Two years ago, Michelle Obama talked about “places like this” at a dedication for the Whitney Museum of American Art in New York. “There are so many kids in this country who look at places like museums and concert halls and other cultural centers, and they think to themselves, ‘Well, that’s not a place for me—for someone who looks like me, for someone who comes from my neighborhood,’” she said. “I was one of those kids myself. So I know the feeling of not belonging in a place like this.”

Later that year, Betye Saar told The New York Times about how black artists, particularly women, met resistance from the creative end as well: “We were invisible to museums and the gallery scene,” she said.

So Solange figured she wasn’t meant to be there, but she’s used to planting herself in places she’s told she doesn’t quite belong. Existing in the space wasn’t enough, though. She dared to be an artiste, to indulge and make like she owned the place, by putting her album, A Seat At the Table, on display. She performed six of its songs on Thursday at the Guggenheim, as part of the Red Bull Music Academy Festival and her own museum shows, titling the performance “An Ode To.”

From “Rise” on, I was thinking the vibe might be moodier if the space weren’t so bright and if light could escape. But bright was what she wanted. “I care about seeing your faces and the light in the space,” she told us in a speech after the whole performance. “I don’t care that much about the institution… They just happen to be beautiful spaces.”

There was nothing small about her, but something quiet. Gorgeous melodic screams blew out from her and bounced off the art-lined walls. Though the acoustics drowned out her enunciation at points, the music beautifully echoed in a space where the ceiling for once seemed out of reach, and “Cranes in the Sky” high notes touched the top, the magnitude speaking for itself.

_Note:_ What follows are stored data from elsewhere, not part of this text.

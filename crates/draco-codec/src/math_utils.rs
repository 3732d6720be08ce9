/// Integer square root (floor) of a 64-bit unsigned value.
pub fn int_sqrt(number: u64) -> u64 {
    if number == 0 {
        return 0;
    }
    // Newton's method seeded from the float estimate.
    let mut act_number = (number as f64).sqrt() as u64;
    if act_number == 0 {
        act_number = 1;
    }
    loop {
        let next = (act_number + number / act_number) / 2;
        if next >= act_number {
            break;
        }
        act_number = next;
    }
    while act_number.saturating_mul(act_number) > number {
        act_number -= 1;
    }
    while (act_number + 1).saturating_mul(act_number + 1) <= number {
        act_number += 1;
    }
    act_number
}

#[cfg(test)]
mod tests {
    use super::*;
    use proptest::prelude::*;

    #[test]
    fn test_small_values() {
        assert_eq!(int_sqrt(0), 0);
        assert_eq!(int_sqrt(1), 1);
        assert_eq!(int_sqrt(2), 1);
        assert_eq!(int_sqrt(3), 1);
        assert_eq!(int_sqrt(4), 2);
        assert_eq!(int_sqrt(99), 9);
        assert_eq!(int_sqrt(100), 10);
    }

    proptest! {
        #[test]
        fn prop_int_sqrt_is_floor(n in any::<u64>()) {
            let root = int_sqrt(n);
            prop_assert!(root.checked_mul(root).map(|sq| sq <= n).unwrap_or(false) || root == 0 && n == 0);
            if let Some(next_sq) = (root + 1).checked_mul(root + 1) {
                prop_assert!(next_sq > n);
            }
        }
    }
}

In the middle of “F.U.B.U,” Solange crouched into the seated audience of fans, giving a few the closeness they desired. She approached a black security guard who stood near the museum’s entrance and acknowledged his presence, singing for him in the moment. And she walked to a ledge near the drummer, braced herself, and began to twerk adamantly, a transcendent act of reclamation and an obvious interpretative response to whomever. The crowd went wild, aware that this portrait of Solange signified affirmation. Even if someone had somehow twerked at the Guggenheim in their private time before, hers was the first time it meant something.

The choreography throughout felt intuitive, with uniform swivels, sudden dips and the type of hand-clapping girls like me used to play, meant to be interpreted as delicate force.

The movements—fluid and intentional, like a synchronized all-black yoga class, with warrior, tree and chair poses meant to set the foundation—weren’t perfect; instead, they were occasionally out of sync but organic, the dancers so close their curves touched. The male band members who joined the dance weren’t as rhythmic. Everywhere Solange went, our eyes followed, her voice crisp and rippling, controlled and dense with inherent emotion.

Going into the show, there was no way we weren’t going to come away with the type of poetry that sounds extreme, and to feel what we were intended: pride, appreciation, awe. Certainly, it was nice to be there, “not just allowed in this space,” as Solange told everyone after the show, but occupying the space and “wanting to tear the fucking walls down.” There’s power in the simple act of an intimate takeover.

The drone that buzzed around us during her serene cover of Syreeta’s “Black Maybe” died and blended into the next anthem, “Don’t Touch My Hair,” the burst of celebration part of this set, which Solange had billed as “an interdisciplinary performance piece and meditation examining themes from A Seat the the Table through movement, installation, and experimentation with reconstructed musical arrangements, composed and conceptualized by Solange.”

She had her joyous release at the end, when she dropped to the floor, slithered and pounded, no longer concerned with synchronization, instead evolving her dance into free movement that was less contained. An even bigger procession of black performers followed, with a full-on band and horn ensemble that descended the ramp, passing me by again, headed toward Solange down below.

Two straight rows of black women had formed in the middle of all this grandeur. Solange marched her way from the center of the line to the front, where she belonged, and there she stood her ground.